- Born: 1749 Coleraine, County Londonderry
- Died: 29 May 1830 (aged 80–81) Ipswich
- Occupation: Physician

= Robert Hamilton (Irish physician) =

Irish physician

Robert Hamilton (1749 – 29 May 1830) was an Irish medical doctor.

==Biography==
Hamilton of Ipswich, was born at Coleraine, County Londonderry, in 1749, and educated to medicine at Edinburgh. He entered the army as surgeon, and joined the 10th regiment of foot. In 1780 he proceeded M.D. at Edinburgh (thesis 'De Nicotians viribus in Medicina') and probably left the army about the same time. His tract 'Description of the Influenza,' dedicated 28 May 1782 to the colonel of the 10th regiment, shows him to have been then in practice in and near Luton, Bedfordshire. (Munk says he practised first at Dorchester.) He joined the College of Physicians in 1784. In 1785 he was practising at Ipswich, where he resided until his death, on 29 May 1830. His practice came to an end in 1795, owing to total blindness following a rheumatic affection. He is best known as the author of 'Duties of a Regimental Surgeon,' London, 1788, based on his experience in the 10th regiment.
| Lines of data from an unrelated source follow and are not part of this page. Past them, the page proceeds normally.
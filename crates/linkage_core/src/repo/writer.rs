//! Association writer: persists a validated draft tree.
//!
//! # Invariants
//! - Callers run this inside one transaction; any error leaves the caller
//!   responsible for rolling back.
//! - Belongs-to parents are written before the owning row, children after.
//! - Omitted related records are resolved by the association's on-replace
//!   policy before new children are attached.

use super::query::placeholders;
use super::{RepoError, RepoResult};
use crate::association::record::{Association, Record};
use crate::association::resolver::{wiring_for, Wiring};
use crate::changeset::{AssocChange, Changeset};
use crate::schema::entity::{quote_ident, AssociationKind, EntitySchema, OnReplace, PRIMARY_KEY};
use crate::schema::registry::SchemaRegistry;
use crate::schema::value::Value;
use rusqlite::{params, params_from_iter, Connection};
use std::collections::BTreeMap;

/// Row counts of one `apply`, reported in the `assoc_apply` log event.
#[derive(Debug, Clone, Copy, Default, PartialEq, Eq)]
pub(crate) struct WriteStats {
    pub inserted: usize,
    pub updated: usize,
    pub deleted: usize,
    pub linked: usize,
    pub nilified: usize,
    pub ignored: usize,
}

/// Writes `changeset` and its nested drafts, returning the persisted record
/// with every written association loaded in input order.
pub(crate) fn write_changeset(
    conn: &Connection,
    registry: &SchemaRegistry,
    changeset: Changeset,
    stats: &mut WriteStats,
) -> RepoResult<Record> {
    let Changeset {
        schema,
        data,
        mut changes,
        assoc_changes,
        ..
    } = changeset;

    let mut parents = Vec::new();
    let mut children = Vec::new();
    for (name, entries) in assoc_changes {
        match schema.association(&name).map(|declaration| &declaration.kind) {
            Some(AssociationKind::BelongsTo { foreign_key }) => {
                parents.push((name, foreign_key.clone(), entries))
            }
            Some(_) => children.push((name, entries)),
            None => {
                return Err(RepoError::InvalidData(format!(
                    "draft carries unknown association `{}.{name}`",
                    schema.name
                )))
            }
        }
    }

    let mut loaded = BTreeMap::new();
    for (name, foreign_key, entries) in parents {
        let mut slot = Vec::with_capacity(entries.len());
        for entry in entries {
            match entry {
                AssocChange::Insert(draft) => {
                    let parent = write_changeset(conn, registry, draft, stats)?;
                    changes.insert(foreign_key.clone(), Value::Integer(parent.id));
                    slot.push(parent);
                }
                AssocChange::Update(draft) => slot.push(write_changeset(conn, registry, draft, stats)?),
                AssocChange::Link(record) | AssocChange::Keep(record) => slot.push(record),
                AssocChange::Replace(_) => {}
            }
        }
        loaded.insert(name, Association::Loaded(slot));
    }

    let mut record = match data {
        None => {
            let id = insert_row(conn, &schema, &changes)?;
            stats.inserted += 1;
            let mut record = Record::new(schema.name.clone(), id);
            for field in &schema.fields {
                let value = changes.remove(&field.name).unwrap_or(Value::Null);
                record.fields.insert(field.name.clone(), value);
            }
            record
        }
        Some(mut record) => {
            if !changes.is_empty() {
                update_row(conn, &schema, record.id, &changes)?;
                stats.updated += 1;
                record.fields.extend(changes);
            }
            record
        }
    };

    for (name, entries) in children {
        let wiring = wiring_for(registry, &schema.name, &name)?;
        let slot = write_children(conn, registry, &wiring, record.id, entries, stats)?;
        loaded.insert(name, Association::Loaded(slot));
    }

    record.associations.extend(loaded);
    Ok(record)
}

fn write_children(
    conn: &Connection,
    registry: &SchemaRegistry,
    wiring: &Wiring,
    owner_id: i64,
    entries: Vec<AssocChange>,
    stats: &mut WriteStats,
) -> RepoResult<Vec<Record>> {
    let (replaced, entries): (Vec<_>, Vec<_>) = entries
        .into_iter()
        .partition(|entry| matches!(entry, AssocChange::Replace(_)));

    for entry in replaced {
        if let AssocChange::Replace(record) = entry {
            replace_related(conn, wiring, owner_id, &record, stats)?;
        }
    }

    let mut slot = Vec::with_capacity(entries.len());
    for entry in entries {
        let written = match entry {
            AssocChange::Insert(mut draft) => match wiring.child_foreign_key() {
                Some(foreign_key) => {
                    draft.put_change(foreign_key, Value::Integer(owner_id));
                    write_changeset(conn, registry, draft, stats)?
                }
                None => {
                    let related = write_changeset(conn, registry, draft, stats)?;
                    insert_join_row(conn, wiring, owner_id, related.id)?;
                    related
                }
            },
            AssocChange::Update(draft) => write_changeset(conn, registry, draft, stats)?,
            AssocChange::Link(mut record) => {
                match wiring.child_foreign_key() {
                    Some(foreign_key) => {
                        let changed = conn.execute(
                            &format!(
                                "UPDATE {} SET {} = ?1 WHERE {} = ?2;",
                                quote_ident(&wiring.related.table),
                                quote_ident(foreign_key),
                                quote_ident(PRIMARY_KEY)
                            ),
                            params![owner_id, record.id],
                        )?;
                        if changed == 0 {
                            return Err(RepoError::NotFound {
                                schema: wiring.related.name.clone(),
                                id: record.id,
                            });
                        }
                        record
                            .fields
                            .insert(foreign_key.to_string(), Value::Integer(owner_id));
                    }
                    None => insert_join_row(conn, wiring, owner_id, record.id)?,
                }
                stats.linked += 1;
                record
            }
            AssocChange::Keep(record) | AssocChange::Replace(record) => record,
        };
        slot.push(written);
    }
    Ok(slot)
}

fn replace_related(
    conn: &Connection,
    wiring: &Wiring,
    owner_id: i64,
    record: &Record,
    stats: &mut WriteStats,
) -> RepoResult<()> {
    match (wiring.association.on_replace, &wiring.join) {
        (OnReplace::Raise, _) => Err(RepoError::AssociationReplace {
            schema: wiring.owner.name.clone(),
            association: wiring.association.name.clone(),
            related_id: record.id,
        }),
        (OnReplace::Ignore, _) => {
            stats.ignored += 1;
            Ok(())
        }
        (OnReplace::DeleteMissing | OnReplace::NilifyForeignKey, Some(join)) => {
            conn.execute(
                &format!(
                    "DELETE FROM {} WHERE {} = ?1 AND {} = ?2;",
                    quote_ident(&join.table),
                    quote_ident(&join.owner_column),
                    quote_ident(&join.related_column)
                ),
                params![owner_id, record.id],
            )?;
            stats.deleted += 1;
            Ok(())
        }
        (OnReplace::DeleteMissing, None) => {
            conn.execute(
                &format!(
                    "DELETE FROM {} WHERE {} = ?1;",
                    quote_ident(&wiring.related.table),
                    quote_ident(PRIMARY_KEY)
                ),
                [record.id],
            )?;
            stats.deleted += 1;
            Ok(())
        }
        (OnReplace::NilifyForeignKey, None) => {
            let Some(foreign_key) = wiring.child_foreign_key() else {
                return Ok(());
            };
            conn.execute(
                &format!(
                    "UPDATE {} SET {} = NULL WHERE {} = ?1;",
                    quote_ident(&wiring.related.table),
                    quote_ident(foreign_key),
                    quote_ident(PRIMARY_KEY)
                ),
                [record.id],
            )?;
            stats.nilified += 1;
            Ok(())
        }
    }
}

fn insert_join_row(
    conn: &Connection,
    wiring: &Wiring,
    owner_id: i64,
    related_id: i64,
) -> RepoResult<()> {
    let Some(join) = wiring.join.as_ref() else {
        return Err(RepoError::InvalidData(format!(
            "association `{}.{}` has no join relation",
            wiring.owner.name, wiring.association.name
        )));
    };
    conn.execute(
        &format!(
            "INSERT INTO {} ({}, {}) VALUES (?1, ?2);",
            quote_ident(&join.table),
            quote_ident(&join.owner_column),
            quote_ident(&join.related_column)
        ),
        params![owner_id, related_id],
    )?;
    Ok(())
}

fn insert_row(
    conn: &Connection,
    schema: &EntitySchema,
    changes: &BTreeMap<String, Value>,
) -> RepoResult<i64> {
    if changes.is_empty() {
        conn.execute(
            &format!("INSERT INTO {} DEFAULT VALUES;", quote_ident(&schema.table)),
            [],
        )?;
        return Ok(conn.last_insert_rowid());
    }

    let columns = changes
        .keys()
        .map(|column| quote_ident(column))
        .collect::<Vec<_>>()
        .join(", ");
    conn.execute(
        &format!(
            "INSERT INTO {} ({columns}) VALUES ({});",
            quote_ident(&schema.table),
            placeholders(changes.len())
        ),
        params_from_iter(changes.values()),
    )?;
    Ok(conn.last_insert_rowid())
}

fn update_row(
    conn: &Connection,
    schema: &EntitySchema,
    id: i64,
    changes: &BTreeMap<String, Value>,
) -> RepoResult<()> {
    let assignments = changes
        .keys()
        .map(|column| format!("{} = ?", quote_ident(column)))
        .collect::<Vec<_>>()
        .join(", ");
    let mut bind_values: Vec<Value> = changes.values().cloned().collect();
    bind_values.push(Value::Integer(id));

    let changed = conn.execute(
        &format!(
            "UPDATE {} SET {assignments} WHERE {} = ?;",
            quote_ident(&schema.table),
            quote_ident(PRIMARY_KEY)
        ),
        params_from_iter(bind_values.iter()),
    )?;
    if changed == 0 {
        return Err(RepoError::NotFound {
            schema: schema.name.clone(),
            id,
        });
    }
    Ok(())
}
It was the first systematic treatise of the kind, and was used by E. B. G. Hebenstreit as the basis of his 'Handbuch' on the same subject, Leipzig, 1790. It was republished in 1798, 2 vols., London, along with his tract on influenza and further remarks on the same epidemic at Luton. His other writings are:
- 'On the Establishment of a Regimental Fund for the Relief of the Sick . . . Wives of Private Soldiers,' Lincoln, 1783.
- 'On the Means of Obviating the Fatal Effects of the Bite of a Mad Dog,' &c., Ipswich, 1785; 2nd edit. 2 vols., London, 1798.
- 'Opium as a Poison,' Ipswich, 1791.
- 'Rules for Recovering Persons recently Drowned,' London, 1795. A work on the vital statistics of Suffolk, announced in 1800, was not published.

He was a warm supporter of civil and religious liberty, and an advocate of the abolition of the slave trade.